И тогда я сказала: «И не думайте беспокоиться, доктор, увидите, уж он там все устроит как надо».

(Вскоре после того, как это было сказано, Профессор перевязал главную вену сердца пани Бубнер, чтобы прекратить отток и направить артериальную кровь в вены, и, ко всеобщей радости, оказалось, что кровь нашла выход из сердца…)

Перед установкой новых, импортных, машин пана Рудного послали в Англию, в Ньюкасл, на практику. Тогда-то пан Рудный и заприметил, что английская контролерша бракует гораздо меньше изделий, чем у них на фабрике, и что там ни разу не случилось, чтобы машина простаивала из-за отсутствия запчастей.

Когда он вернулся в Лодзь, ему мечталось, чтоб машины у них работали, как в Ньюкасле. Увы! — можно было разбиться в лепешку и не добыть нужных деталей, процент брака по-прежнему оставался очень высок, и ко всему прочему пан Рудный не мог найти общий язык с молодыми рабочими.

Директор фабрики говорит, что раньше к начальству относились с большим уважением, поскольку нелегко было найти работу. А сейчас дети рабочих получают образование — и хорошо, что получают, только потом работать некому, а если уж кто-нибудь приходит на предприятие, да еще с дипломом техникума, то немедленно, по любому поводу, начинает качать права, потому что отлично понимает выгоды своего положения.

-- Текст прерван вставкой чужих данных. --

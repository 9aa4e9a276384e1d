//! Reference ("normal") and extreme factor values.
//!
//! A reference factor set keeps the person's age, gender, country and race and
//! replaces every modifiable factor with a population-normal constant. The
//! extreme sets do the same with the clinically worst/best plausible values and
//! are used to bound the risk attainable when only demographics are certain.

use crate::domain::RisksFactors;

pub const REFERENCE_CHOLESTEROL: f32 = 180.0;
pub const REFERENCE_CHOLESTEROL_HDL: f32 = 45.0;
pub const REFERENCE_SBP: f32 = 125.0;
pub const REFERENCE_IS_SMOKER: bool = false;
pub const REFERENCE_HYPERTENSION_TREATMENT: bool = false;
pub const REFERENCE_HAS_DIABETES: bool = false;
pub const REFERENCE_BODY_HEIGHT: f32 = 170.0;
pub const REFERENCE_BODY_WEIGHT: f32 = 65.0;

/// Values substituted for every modifiable factor.
#[derive(Debug, Clone, Copy, PartialEq)]
pub struct ModifiableFactors {
    pub cholesterol: f32,
    pub cholesterol_hdl: f32,
    pub sbp: f32,
    pub is_smoker: bool,
    pub hypertension_treatment: bool,
    pub has_diabetes: bool,
    pub body_height: f32,
    pub body_weight: f32,
}

impl ModifiableFactors {
    /// Keep the demographics of `factors`, replace everything else.
    pub fn apply(&self, factors: &RisksFactors) -> RisksFactors {
        RisksFactors {
            age: factors.age,
            cholesterol: Some(self.cholesterol),
            cholesterol_hdl: Some(self.cholesterol_hdl),
            sbp: Some(self.sbp),
            is_smoker: Some(self.is_smoker),
            hypertension_treatment: Some(self.hypertension_treatment),
            has_diabetes: Some(self.has_diabetes),
            body_height: Some(self.body_height),
            body_weight: Some(self.body_weight),
            gender: factors.gender,
            country: factors.country.clone(),
            race: factors.race,
        }
    }
}

/// Population-normal values.
pub const REFERENCE_FACTORS: ModifiableFactors = ModifiableFactors {
    cholesterol: REFERENCE_CHOLESTEROL,
    cholesterol_hdl: REFERENCE_CHOLESTEROL_HDL,
    sbp: REFERENCE_SBP,
    is_smoker: REFERENCE_IS_SMOKER,
    hypertension_treatment: REFERENCE_HYPERTENSION_TREATMENT,
    has_diabetes: REFERENCE_HAS_DIABETES,
    body_height: REFERENCE_BODY_HEIGHT,
    body_weight: REFERENCE_BODY_WEIGHT,
};

/// Worst values.
///
/// Cholesterol, HDL and SBP sit at or beyond the clamp limits of every model,
/// so no real input can score worse. Treated hypertension carries a larger
/// point penalty than untreated at the same pressure in every table. Weight
/// gives BMI 40 at the reference height.
pub const MAXIMAL_FACTORS: ModifiableFactors = ModifiableFactors {
    cholesterol: 470.0,
    cholesterol_hdl: 20.0,
    sbp: 220.0,
    is_smoker: true,
    hypertension_treatment: true,
    has_diabetes: true,
    body_height: REFERENCE_BODY_HEIGHT,
    body_weight: 115.6,
};

/// Best values, at or beyond the lower clamp limits of every model. Weight
/// gives BMI 18.5 at the reference height.
pub const MINIMAL_FACTORS: ModifiableFactors = ModifiableFactors {
    cholesterol: 90.0,
    cholesterol_hdl: 100.0,
    sbp: 80.0,
    is_smoker: false,
    hypertension_treatment: false,
    has_diabetes: false,
    body_height: REFERENCE_BODY_HEIGHT,
    body_weight: 53.5,
};

/// Reference counterpart of `factors`: same age, gender, country and race,
/// all other factors at their population-normal values.
pub fn reference_risks_factors(factors: &RisksFactors) -> RisksFactors {
    REFERENCE_FACTORS.apply(factors)
}
//! JSON profile input and report output.
//!
//! A profile is a serialized [`RisksFactors`]; any field may be omitted or
//! `null`. A report bundles the factors with the computed risks and a UTC
//! timestamp.

use std::fs::File;
use std::io::{BufReader, BufWriter, Write};
use std::path::Path;

use chrono::Utc;

use crate::domain::{HealthRisks, ReportFile, RiskEnvelope, RisksFactors};
use crate::error::AppError;

/// Read a factor profile from a JSON file.
pub fn read_profile_json(path: &Path) -> Result<RisksFactors, AppError> {
    let file = File::open(path)
        .map_err(|e| AppError::input(format!("Failed to open profile JSON '{}': {e}", path.display())))?;
    let reader = BufReader::new(file);
    serde_json::from_reader(reader)
        .map_err(|e| AppError::input(format!("Failed to parse profile JSON '{}': {e}", path.display())))
}

/// Assemble a report for one assessment.
pub fn build_report(factors: &RisksFactors, risks: HealthRisks, envelope: Option<&RiskEnvelope>) -> ReportFile {
    ReportFile {
        tool: format!("{} {}", env!("CARGO_PKG_NAME"), env!("CARGO_PKG_VERSION")),
        generated_at: Utc::now(),
        factors: factors.clone(),
        risks,
        minimal: envelope.map(|e| e.minimal),
        maximal: envelope.map(|e| e.maximal),
    }
}

/// Write a report as pretty-printed JSON.
pub fn write_report_json(path: &Path, report: &ReportFile) -> Result<(), AppError> {
    let file = File::create(path)
        .map_err(|e| AppError::input(format!("Failed to create report JSON '{}': {e}", path.display())))?;
    let mut writer = BufWriter::new(file);
    serde_json::to_writer_pretty(&mut writer, report)
        .map_err(|e| AppError::new(4, format!("Failed to serialize report JSON: {e}")))?;
    writer
        .write_all(b"\n")
        .and_then(|()| writer.flush())
        .map_err(|e| AppError::input(format!("Failed to write report JSON '{}': {e}", path.display())))?;
    tracing::debug!(path = %path.display(), "wrote report json");
    Ok(())
}

#[cfg(test)]
mod tests {
    use super::*;
    use crate::domain::Gender;
    use crate::engine::{compute_health_risks, risk_envelope};

    #[test]
    fn report_round_trips_through_json() {
        let factors = RisksFactors::demographic(52, Gender::Female, "NL", None).with_sbp(128.0);
        let env = risk_envelope(&factors);
        let report = build_report(&factors, env.actual, Some(&env));

        let json = serde_json::to_string(&report).unwrap();
        let back: ReportFile = serde_json::from_str(&json).unwrap();
        assert_eq!(back.factors, factors);
        assert_eq!(back.risks, compute_health_risks(&factors));
        assert_eq!(back.maximal, Some(env.maximal));
        assert!(back.tool.starts_with("cvrisk"));
    }

    #[test]
    fn profile_tolerates_missing_and_null_fields() {
        let dir = std::env::temp_dir().join(format!("cvrisk-profile-{}", std::process::id()));
        std::fs::create_dir_all(&dir).unwrap();
        let path = dir.join("profile.json");
        std::fs::write(&path, r#"{"age": 47, "gender": "male", "sbp": null, "is_smoker": true}"#).unwrap();

        let f = read_profile_json(&path).unwrap();
        assert_eq!(f.age, Some(47));
        assert_eq!(f.sbp, None);
        assert_eq!(f.is_smoker, Some(true));

        std::fs::remove_dir_all(&dir).ok();
    }

    #[test]
    fn missing_profile_is_an_input_error() {
        let err = read_profile_json(Path::new("/definitely/not/here.json")).unwrap_err();
        assert_eq!(err.exit_code(), 2);
    }
}
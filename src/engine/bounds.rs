//! Risk envelope over every modifiable factor.
//!
//! Only age, gender, country and race are held fixed; every other factor,
//! known or not, is replaced by its worst (maximal) or best (minimal) plausible
//! value and the saturated set is run through the normal pipeline.
//!
//! The Pooled Cohort Equations do not rank smoking or treated pressure the
//! same way at every age, so the hard and fatal event risks take the extreme
//! over all four smoking/treatment combinations.

use crate::domain::{HardAndFatalEventsRisks, HealthRisks, RiskEnvelope, RisksFactors};
use crate::engine::compute_health_risks;
use crate::models::compute_hard_and_fatal_events_risks;
use crate::tables::{MAXIMAL_FACTORS, MINIMAL_FACTORS, ModifiableFactors};

pub fn get_maximal_risks(factors: &RisksFactors) -> HealthRisks {
    extreme_risks(&MAXIMAL_FACTORS, factors, f32::max)
}

pub fn get_minimal_risks(factors: &RisksFactors) -> HealthRisks {
    extreme_risks(&MINIMAL_FACTORS, factors, f32::min)
}

fn extreme_risks(extreme: &ModifiableFactors, factors: &RisksFactors, pick: fn(f32, f32) -> f32) -> HealthRisks {
    let mut risks = compute_health_risks(&extreme.apply(factors));
    for (is_smoker, hypertension_treatment) in [(true, true), (true, false), (false, true), (false, false)] {
        let variant = ModifiableFactors {
            is_smoker,
            hypertension_treatment,
            ..*extreme
        };
        let events = compute_hard_and_fatal_events_risks(&variant.apply(factors));
        merge_events(&mut risks.hard_and_fatal_events, &events, pick);
    }
    risks
}

fn merge_events(into: &mut HardAndFatalEventsRisks, other: &HardAndFatalEventsRisks, pick: fn(f32, f32) -> f32) {
    let pairs = [
        (&mut into.coronary_death_event_risk, other.coronary_death_event_risk),
        (&mut into.fatal_stroke_event_risk, other.fatal_stroke_event_risk),
        (&mut into.total_cv_mortality_risk, other.total_cv_mortality_risk),
        (&mut into.hard_cv_event_risk, other.hard_cv_event_risk),
    ];
    for (slot, value) in pairs {
        if let (Some(current), Some(value)) = (slot.as_mut(), value) {
            *current = pick(*current, value);
        }
    }
}

/// Minimal, actual and maximal risks in one value.
pub fn risk_envelope(factors: &RisksFactors) -> RiskEnvelope {
    RiskEnvelope {
        minimal: get_minimal_risks(factors),
        actual: compute_health_risks(factors),
        maximal: get_maximal_risks(factors),
    }
}

#[cfg(test)]
mod tests {
    use super::*;
    use crate::domain::{Gender, Race};

    #[test]
    fn bounds_only_need_demographics() {
        let f = RisksFactors::demographic(50, Gender::Female, "IT", Some(Race::White));
        let max = get_maximal_risks(&f);
        let min = get_minimal_risks(&f);
        let max_overall = max.cv_diseases.overall_risk.unwrap();
        let min_overall = min.cv_diseases.overall_risk.unwrap();
        assert!(min_overall < max_overall);
        assert!(max.hard_and_fatal_events.hard_cv_event_risk.is_some());
        assert!(min.hard_and_fatal_events.total_cv_mortality_risk.is_some());
    }

    #[test]
    fn envelope_holds_beyond_the_model_clamp_limits() {
        // Heavy smoker far outside the Euro-SCORE and PCE input ranges.
        let f = RisksFactors {
            is_smoker: Some(true),
            hypertension_treatment: Some(false),
            has_diabetes: Some(true),
            ..RisksFactors::demographic(60, Gender::Male, "PL", None)
                .with_cholesterol(420.0)
                .with_cholesterol_hdl(25.0)
                .with_sbp(218.0)
        };
        let env = risk_envelope(&f);
        let (lo, mid, hi) = (
            &env.minimal.hard_and_fatal_events,
            &env.actual.hard_and_fatal_events,
            &env.maximal.hard_and_fatal_events,
        );
        assert!(mid.total_cv_mortality_risk.is_some() && mid.hard_cv_event_risk.is_some());
        assert!(mid.total_cv_mortality_risk <= hi.total_cv_mortality_risk);
        assert!(mid.hard_cv_event_risk <= hi.hard_cv_event_risk);
        assert!(lo.total_cv_mortality_risk <= mid.total_cv_mortality_risk);
        assert!(lo.hard_cv_event_risk <= mid.hard_cv_event_risk);
    }

    #[test]
    fn maximal_hard_risk_covers_old_non_smokers() {
        // PCE gives white men of 79 a slightly higher risk without smoking.
        let f = RisksFactors {
            is_smoker: Some(false),
            hypertension_treatment: Some(false),
            has_diabetes: Some(true),
            ..RisksFactors::demographic(79, Gender::Male, "US", Some(Race::White))
                .with_cholesterol(320.0)
                .with_cholesterol_hdl(20.0)
                .with_sbp(200.0)
        };
        let actual = compute_health_risks(&f).hard_and_fatal_events.hard_cv_event_risk;
        let max = get_maximal_risks(&f).hard_and_fatal_events.hard_cv_event_risk;
        assert!(actual.is_some() && actual <= max, "{actual:?} > {max:?}");
    }

    #[test]
    fn bounds_ignore_the_actual_modifiable_values() {
        let a = RisksFactors::demographic(62, Gender::Male, "PL", None);
        let b = RisksFactors {
            is_smoker: Some(true),
            sbp: Some(170.0),
            ..a.clone()
        };
        assert_eq!(get_maximal_risks(&a), get_maximal_risks(&b));
        assert_eq!(get_minimal_risks(&a), get_minimal_risks(&b));
    }

    #[test]
    fn missing_gender_leaves_bounds_mostly_empty() {
        let f = RisksFactors {
            age: Some(50),
            ..RisksFactors::default()
        };
        let max = get_maximal_risks(&f);
        assert_eq!(max.cv_diseases.overall_risk, None);
        assert_eq!(max.vascular_age, None);
    }

    #[test]
    fn envelope_brackets_actual() {
        let f = RisksFactors {
            is_smoker: Some(false),
            has_diabetes: Some(false),
            ..RisksFactors::demographic(58, Gender::Female, "ES", None)
                .with_cholesterol(215.0)
                .with_cholesterol_hdl(58.0)
                .with_sbp(138.0)
                .with_body(165.0, 70.0)
        };
        let env = risk_envelope(&f);
        let lo = env.minimal.cv_diseases.overall_risk.unwrap();
        let mid = env.actual.cv_diseases.overall_risk.unwrap();
        let hi = env.maximal.cv_diseases.overall_risk.unwrap();
        assert!(lo <= mid && mid <= hi);
    }
}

Итак, когда пан Рудный вернулся из больницы после операции (это была та самая операция в остром периоде, когда речь шла о том, кто будет первым: инфаркт или врачи — врачи или Господь Бог, — та самая операция, перед которой Профессор пытался уйти из клиники и не возвращаться, но вернулся, еще в тот же день, под вечер. А если уж быть точным, то ушел не только Профессор. Эдельман тоже ушел, хотя именно он перед тем настаивал на операции. Эдельман сказал: «Пойду подумаю», поскольку тоже читал книги, в которых написано, что такие операции нельзя делать, — и вернулся спустя несколько часов. И тогда нашелся человек — это была Эльжбета Хентковская, который закричал: «Куда вы все подевались? Не понимаете, что дорога каждая минута?!») — ну так вот, когда пан Рудный вернулся после операции, о которой сразу подняла шум вся пресса, его с ходу перевели в более спокойный цех. Специально подыскали такой, где не будет ни импортных машин, ни дефицитных деталей, ни молодых образованных рабочих… «Здоровье, и только здоровье, пана Рудного было причиной перевода, — подчеркивает Директор, — а вовсе не то обстоятельство, как ошибочно полагал пан Рудный, что он пошел в отдел по технике безопасности и сказал, что Новак, который уже десять дней бюллетенит, не просто заболел, а получил производственную травму. Фабрика попадает в очень щекотливое положение, когда о производственной травме сообщается с десятидневным опозданием, но, повторяю, дело было вовсе не в этом и не потому пана Рудного перевели на более спокойный участок».